In the early days of the PC before GUIs became common, user interfaces were text-only and were operated mostly by function key and modifier key sequences. Every program used a different set of keystrokes, making it difficult for a user to master more than one or two programs. Programs were loaded from floppy disk, making it very slow and inconvenient to switch between programs and difficult or impossible to exchange data between them (to transfer the results from a spreadsheet to a word processor document for example). In response to these limitations, vendors created multifunction "integrated" packages, eliminating the need to switch between programs and presenting the user with a more consistent interface.
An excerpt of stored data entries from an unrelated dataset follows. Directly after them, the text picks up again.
use std::path::PathBuf;

use actrec_stats::{
    config::{TrackerConfig, TrackerMode},
    reducer::{self, Backend, Reducer},
    tracker::Tracker as _,
    value::Value,
};
use anyhow::{Context, bail};

use crate::{
    schema::snapshot::Snapshot,
    util::{self, Output},
};

#[derive(Default, Debug, Clone, clap::Args)]
pub(crate) struct SummarizeArg {
    /// JSON file holding an array of data; reads stdin if omitted
    #[arg(long)]
    input: Option<PathBuf>,
    /// Tracker to use [default: auto, or the mode of the resumed snapshot]
    #[arg(long)]
    mode: Option<TrackerMode>,
    /// JSON tracker configuration file
    #[arg(long)]
    config: Option<PathBuf>,
    /// Number of recent values kept for median, quantiles and std
    #[arg(long)]
    max_size: Option<usize>,
    /// Comma-separated quantile points in [0, 1]
    #[arg(long, value_delimiter = ',')]
    quantiles: Option<Vec<f64>>,
    /// Numeric backend to use instead of the automatically detected one
    #[arg(long)]
    backend: Option<Backend>,
    /// Snapshot file to continue accumulating from
    #[arg(long)]
    resume: Option<PathBuf>,
    /// Save the tracker state to this file after accumulating
    #[arg(long)]
    save_state: Option<PathBuf>,
    /// Output file path
    #[arg(long)]
    output: Option<PathBuf>,
    /// Print a text summary instead of JSON
    #[arg(long)]
    text: bool,
}

pub(crate) fn run(arg: &SummarizeArg) -> anyhow::Result<()> {
    let snapshot = arg
        .resume
        .as_deref()
        .map(util::read_snapshot_file)
        .transpose()?;

    let config = resolve_config(arg, snapshot.as_ref())?;
    let mode = resolve_mode(arg.mode, snapshot.as_ref())?;
    let reducer = resolve_reducer(arg.backend)?;
    eprintln!(
        "Tracking with mode {mode} (max size {}, backend {})",
        config.max_size(),
        reducer.backend()
    );

    let mut tracker = config.build_with_reducer(mode, reducer);
    if let Some(snapshot) = snapshot {
        tracker
            .load_state_dict(snapshot.state)
            .context("Failed to restore tracker state from snapshot")?;
        eprintln!(
            "Resumed {} elements saved at {}",
            tracker.count(),
            snapshot.saved_at
        );
    }

    let data: Vec<Value> = util::read_json_input("data", arg.input.as_deref())?;
    eprintln!("Read {} data", data.len());
    for (i, datum) in data.iter().enumerate() {
        tracker
            .add(datum)
            .with_context(|| format!("Failed to add datum #{i}: {datum}"))?;
    }
    eprintln!("Tracked {} elements", tracker.count());

    if let Some(path) = &arg.save_state {
        let snapshot = Snapshot::new(mode, config.clone(), tracker.state_dict());
        Output::create(Some(path.as_path()))?.write_json(&snapshot)?;
        eprintln!("Saved tracker state to {}", path.display());
    }

    let stats = tracker
        .statistics()
        .context("Failed to compute statistics")?;
    Output::create(arg.output.as_deref())?.write_statistics(&stats, arg.text)
}

/// Configuration file (or the resumed snapshot's), then command-line overrides.
fn resolve_config(
    arg: &SummarizeArg,
    snapshot: Option<&Snapshot>,
) -> anyhow::Result<TrackerConfig> {
    let mut config = match (&arg.config, snapshot) {
        (Some(path), _) => util::read_json_file("config", path)?,
        (None, Some(snapshot)) => snapshot.config.clone(),
        (None, None) => TrackerConfig::default(),
    };
    if let Some(max_size) = arg.max_size {
        config = config
            .with_max_size(max_size)
            .context("Invalid --max-size")?;
    }
    if let Some(quantiles) = &arg.quantiles {
        config = config
            .with_quantiles(quantiles.clone())
            .context("Invalid --quantiles")?;
    }
    Ok(config)
}

fn resolve_mode(
    mode: Option<TrackerMode>,
    snapshot: Option<&Snapshot>,
) -> anyhow::Result<TrackerMode> {
    match (mode, snapshot) {
        (Some(mode), Some(snapshot)) if mode != snapshot.mode => {
            bail!(
                "Mode {mode} does not match the snapshot's mode {}",
                snapshot.mode
            )
        }
        (Some(mode), _) => Ok(mode),
        (None, Some(snapshot)) => Ok(snapshot.mode),
        (None, None) => Ok(TrackerMode::default()),
    }
}

fn resolve_reducer(backend: Option<Backend>) -> anyhow::Result<&'static dyn Reducer> {
    match backend {
        Some(backend) => backend
            .reducer()
            .with_context(|| format!("Backend {backend} is not available in this build")),
        None => Ok(reducer::auto_reducer()),
    }
}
The convenience of an all-in-one purchase as well as the potential for greater ease-of-use made integrated software attractive to home markets as well as business, and packages such as the original AppleWorks for the Apple II, Vizastar for the Commodore 64 and Jane for the Commodore 128 were developed in the 1980s to run on most popular home computers of the day. Commodore even produced the Plus/4 computer with a simple integrated suite built into ROM.
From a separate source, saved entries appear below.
impl ContinuousTracker {
    /// Creates a tracker with the default configuration.
    #[must_use]
    pub fn new() -> Self {
        Self::with_config(&TrackerConfig::default())
    }

    #[must_use]
    pub fn with_config(config: &TrackerConfig) -> Self {
        Self::with_reducer(config, reducer::auto_reducer())
    }

    /// Like [`Self::with_config`], but with an explicit reducer backend.
    #[must_use]
    pub fn with_reducer(config: &TrackerConfig, reducer: &'static dyn Reducer) -> Self {
        Self {
            sum: 0.0,
            count: 0,
            min_value: f64::INFINITY,
            max_value: f64::NEG_INFINITY,
            window: Window::new(config.max_size()),
            quantile_points: config.quantiles().to_vec(),
            reducer,
        }
    }

    #[must_use]
    pub fn max_size(&self) -> usize {
        self.window.capacity()
    }

    #[must_use]
    pub fn quantile_points(&self) -> &[f64] {
        &self.quantile_points
    }

    /// Values currently retained in the window, oldest first.
    #[must_use]
    pub fn window_values(&self) -> Vec<f64> {
        self.window.to_vec()
    }

    /// Adds a single number.
    pub fn add_value(&mut self, value: f64) {
        self.count += 1;
        self.sum += value;
        self.min_value = self.min_value.min(value);
        self.max_value = self.max_value.max(value);
        self.window.push(value);
    }

    fn ensure_non_empty(&self, statistic: Statistic) -> Result<(), EmptyTrackerError> {
        if self.count == 0 {
            return Err(EmptyTrackerError::new(statistic));
        }
        Ok(())
    }

    fn window_numbers(&self) -> Vec<Number> {
        self.window.iter().map(Number::Float).collect()
    }

    pub fn sum(&self) -> Result<f64, EmptyTrackerError> {
        self.ensure_non_empty(Statistic::Sum)?;
        Ok(self.sum)
    }

    #[expect(clippy::cast_precision_loss)]
    pub fn mean(&self) -> Result<f64, EmptyTrackerError> {
        self.ensure_non_empty(Statistic::Mean)?;
        Ok(self.sum / self.count as f64)
    }

    pub fn max(&self) -> Result<f64, EmptyTrackerError> {
        self.ensure_non_empty(Statistic::Maximum)?;
        Ok(self.max_value)
    }

    pub fn min(&self) -> Result<f64, EmptyTrackerError> {
        self.ensure_non_empty(Statistic::Minimum)?;
        Ok(self.min_value)
    }

    /// Lower median of the window.
    pub fn median(&self) -> Result<f64, EmptyTrackerError> {
        self.ensure_non_empty(Statistic::Median)?;
        Ok(self.reducer.median(&self.window_numbers())?.as_f64())
    }

    /// Sample standard deviation of the window; `NaN` for a single value.
    pub fn std(&self) -> Result<f64, EmptyTrackerError> {
        self.ensure_non_empty(Statistic::StdDev)?;
        Ok(self.reducer.std(&self.window_numbers())?)
    }

    /// `(point, value)` pairs for each configured quantile point.
    pub fn quantiles(&self) -> Result<Vec<(f64, f64)>, EmptyTrackerError> {
        self.ensure_non_empty(Statistic::Quantiles)?;
        let values = self
            .reducer
            .quantile(&self.window_numbers(), &self.quantile_points)?;
        Ok(self.quantile_points.iter().copied().zip(values).collect())
    }

    /// Snapshot of the exact aggregates and the window.
    #[must_use]
    pub fn state(&self) -> ContinuousState {
        ContinuousState {
            count: self.count,
            sum: self.sum,
            min_value: self.min_value,
            max_value: self.max_value,
            values: self.window.to_vec(),
        }
    }

    /// Restores a snapshot taken with [`Self::state`].
    ///
    /// If the snapshot window is larger than this tracker's `max_size`, only
    /// its most recent values are kept.
    ///
    /// # Arguments
    ///
    /// * `state` - Counters, extrema and window contents to restore
    ///
    /// # Returns
    ///
    /// [`TrackerError::InvalidState`] if the window holds more values than
    /// `count`. The tracker is left untouched in that case.
    pub fn load_state(&mut self, state: ContinuousState) -> Result<(), TrackerError> {
        let ContinuousState {
            count,
            sum,
            min_value,
            max_value,
            values,
        } = state;
        if (values.len() as u64) > count {
            return Err(TrackerError::InvalidState {
                reason: format!(
                    "window holds {} values but count is {count}",
                    values.len()
                ),
            });
        }
        self.count = count;
        self.sum = sum;
        self.min_value = min_value;
        self.max_value = max_value;
        self.window.clear();
        self.window.extend(values);
        Ok(())
    }
}

/// Flattens a datum into its numeric elements.
///
/// Booleans count as `0`/`1`. Any string makes the whole datum invalid.
#[expect(clippy::cast_precision_loss)]
fn collect_numbers(datum: &Value, out: &mut Vec<f64>) -> Result<(), TrackerError> {
    match datum {
        Value::Bool(v) => out.push(f64::from(u8::from(*v))),
        Value::Int(v) => out.push(*v as f64),
        Value::Float(v) => out.push(*v),
        Value::Str(_) => {
            return Err(TrackerError::NonNumeric {
                value: datum.to_string(),
            });
        }
        Value::Seq(items) => {
            for item in items {
                collect_numbers(item, out)?;
            }
        }
        Value::Array(array) => match array.data() {
            ArrayData::Bool(v) => out.extend(v.iter().map(|b| f64::from(u8::from(*b)))),
            ArrayData::Int(v) => out.extend(v.iter().map(|i| *i as f64)),
            ArrayData::Float(v) => out.extend_from_slice(v),
            ArrayData::Str(_) => {
                return Err(TrackerError::NonNumeric {
                    value: datum.to_string(),
                });
            }
        },
    }
    Ok(())
}

impl Tracker for ContinuousTracker {
    /// Adds every numeric element of `datum`.
    ///
    /// The datum is validated before anything is recorded: if it contains a
    /// string the tracker is left unchanged.
    fn add(&mut self, datum: &Value) -> Result<(), TrackerError> {
        let mut values = Vec::with_capacity(datum.num_elements());
        collect_numbers(datum, &mut values)?;
        for value in values {
            self.add_value(value);
        }
        Ok(())
    }

    fn count(&self) -> u64 {
        self.count
    }

    fn reset(&mut self) {
        self.sum = 0.0;
        self.count = 0;
        self.min_value = f64::INFINITY;
        self.max_value = f64::NEG_INFINITY;
        self.window.clear();
    }

    fn statistics(&self) -> Result<Statistics, TrackerError> {
        self.ensure_non_empty(Statistic::Statistics)?;
        let mut stats = Statistics::new();
        stats.insert("count", Number::count(self.count));
        stats.insert("sum", self.sum()?);
        stats.insert("mean", self.mean()?);
        stats.insert("median", self.median()?);
        stats.insert("max", self.max()?);
        stats.insert("min", self.min()?);
        stats.insert("std", self.std()?);
        for (point, value) in self.quantiles()? {
            stats.insert(format!("quantile {point:.3}"), value);
        }
        Ok(stats)
    }

    fn state_dict(&self) -> TrackerState {
        TrackerState::Continuous(self.state())
    }

    fn load_state_dict(&mut self, state: TrackerState) -> Result<(), TrackerError> {
        match state {
            TrackerState::Continuous(state) => self.load_state(state),
            TrackerState::Empty => {
                self.reset();
                Ok(())
            }
            other => Err(TrackerError::StateMismatch {
                expected: TrackerKind::Continuous,
                found: other.kind().unwrap_or(TrackerKind::Continuous),
            }),
        }
    }
}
Context MBA was an early example of the genre, and featured spreadsheet, database, chart-making, word processing and terminal emulation functions. However, because it was written in Pascal for portability, it ran slowly on the relatively underpowered systems of the day. Lotus 1-2-3, which followed it, had fewer functions but was written in x86 assembler, providing it with a speed advantage that allowed it to become the predominant business application for personal computers in the 1980s.
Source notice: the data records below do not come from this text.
//! Online statistics trackers.
//!
//! A tracker consumes a stream of [`Value`]s through [`Tracker::add`] and
//! answers statistical queries without retaining the whole stream.
//!
//! - [`ContinuousTracker`]: exact sum, count and extrema of a numeric stream,
//!   plus a bounded window of recent values for median, quantiles and std
//! - [`DiscreteTracker`]: exact frequency counts of categorical values
//! - [`AutoTracker`]: picks one of the two from the first datum it sees
//! - [`SequenceTracker`]: tracks sequence lengths alongside their elements
//! - [`NoOpTracker`]: accepts everything and reports nothing
//!
//! Trackers are plain single-threaded values; share one across threads only
//! behind a lock.
//!
//! # Examples
//!
//! ```
//! use actrec_stats::{
//!     number::Number,
//!     tracker::{AutoTracker, Tracker as _, TrackerKind},
//!     value::Value,
//! };
//!
//! let mut tracker = AutoTracker::new();
//! tracker.add(&Value::from(vec![1, 2, 3, 4])).unwrap();
//! assert_eq!(tracker.kind(), Some(TrackerKind::Continuous));
//!
//! let stats = tracker.statistics().unwrap();
//! assert_eq!(stats.get("count"), Some(Number::Int(4)));
//! assert_eq!(stats.get("median"), Some(Number::Float(2.0)));
//! ```

use std::fmt;

pub use self::{
    auto::{AutoTracker, classify},
    continuous::ContinuousTracker,
    discrete::{DiscreteTracker, FloatKey, Key},
    noop::NoOpTracker,
    sequence::SequenceTracker,
    state::{ContinuousState, DiscreteState, SequenceState, TrackerState},
};
use crate::{error::TrackerError, statistics::Statistics, value::Value};

mod auto;
mod continuous;
mod discrete;
mod noop;
mod sequence;
mod state;

/// Kind of a concrete tracker.
#[derive(Debug, Clone, Copy, PartialEq, Eq, Hash, derive_more::Display)]
pub enum TrackerKind {
    #[display("continuous")]
    Continuous,
    #[display("discrete")]
    Discrete,
    #[display("sequence")]
    Sequence,
}

/// Common interface of all trackers.
///
/// Queries that need at least one observation fail with
/// [`TrackerError::Empty`] on an empty tracker.
pub trait Tracker: fmt::Debug + Send {
    /// Adds one datum. Containers are flattened into their elements.
    fn add(&mut self, datum: &Value) -> Result<(), TrackerError>;

    /// Number of elements (or sequences) added since creation or the last reset.
    fn count(&self) -> u64;

    fn is_empty(&self) -> bool {
        self.count() == 0
    }

    /// Forgets everything that was added. Idempotent.
    fn reset(&mut self);

    /// Computes the descriptive statistics of everything added so far.
    fn statistics(&self) -> Result<Statistics, TrackerError>;

    /// Human-readable rendering of [`Tracker::statistics`].
    fn summary(&self) -> Result<String, TrackerError> {
        Ok(self.statistics()?.to_string())
    }

    /// Snapshot of the internal state, made of plain data only.
    fn state_dict(&self) -> TrackerState;

    /// Restores a snapshot taken with [`Tracker::state_dict`].
    fn load_state_dict(&mut self, state: TrackerState) -> Result<(), TrackerError>;
}

impl<T> Tracker for Box<T>
where
    T: Tracker + ?Sized,
{
    fn add(&mut self, datum: &Value) -> Result<(), TrackerError> {
        (**self).add(datum)
    }

    fn count(&self) -> u64 {
        (**self).count()
    }

    fn is_empty(&self) -> bool {
        (**self).is_empty()
    }

    fn reset(&mut self) {
        (**self).reset();
    }

    fn statistics(&self) -> Result<Statistics, TrackerError> {
        (**self).statistics()
    }

    fn summary(&self) -> Result<String, TrackerError> {
        (**self).summary()
    }

    fn state_dict(&self) -> TrackerState {
        (**self).state_dict()
    }

    fn load_state_dict(&mut self, state: TrackerState) -> Result<(), TrackerError> {
        (**self).load_state_dict(state)
    }
}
BYTE asked in 1984, "Why should owners of advanced, multifunction business programs that are supposedly easy to use and that claim to solve all problems be compelled to purchase a utility like Sidekick? It makes you wonder about all those advertising claims." Perhaps Framework and Symphony represented the peak of integrated software products, amid questions about the genre's viability under the new graphical user interfaces. The GUI on a Macintosh or Microsoft Windows, based around a desktop metaphor and typically enforcing a set of user interface guidelines for developers, enjoyed much greater consistency between standalone applications, removing one of the main motivations behind integrated packages. Microsoft stated in 1985 that hardware limited the power of all-in-one programs, and that simultaneously using multiple applications like Excel under Switcher on the Macintosh—with common user interfaces and ability to share data—was preferable to "fully integrated" software. Jerry Pournelle agreed, adding that "it's going to be difficult to sell full integration to users. There's just too much to learn. Old hands looking for an improved text editor may not care to change spreadsheets. Newcomers almost certainly won't want to learn about spreadsheets, databases, text editors, and communications all at once." Also, "users want to be able to pick and choose programs according to their particular needs".

PC Magazine said in 1993 that "reports of the death of integrated software under Windows have been greatly exaggerated", however, because the realities of software development and market considerations made integrated software still attractive to notebook owners, home and small-business users, and others. Microsoft developed its own suite, Works, for such customers, with Claris's ClarisWorks as a competitor. Developers of standalone products introduced integrated versions with additional abilities like Wordperfect Works, which was based on an earlier competitor to AppleWorks made by Beagle Bros. The 1990s also saw the rise of the office suite concept exemplified by Microsoft Office and LibreOffice in the 2010s, which resemble integrated software but involve more complex software with greater abilities that, in many cases, are also sold as standalone products.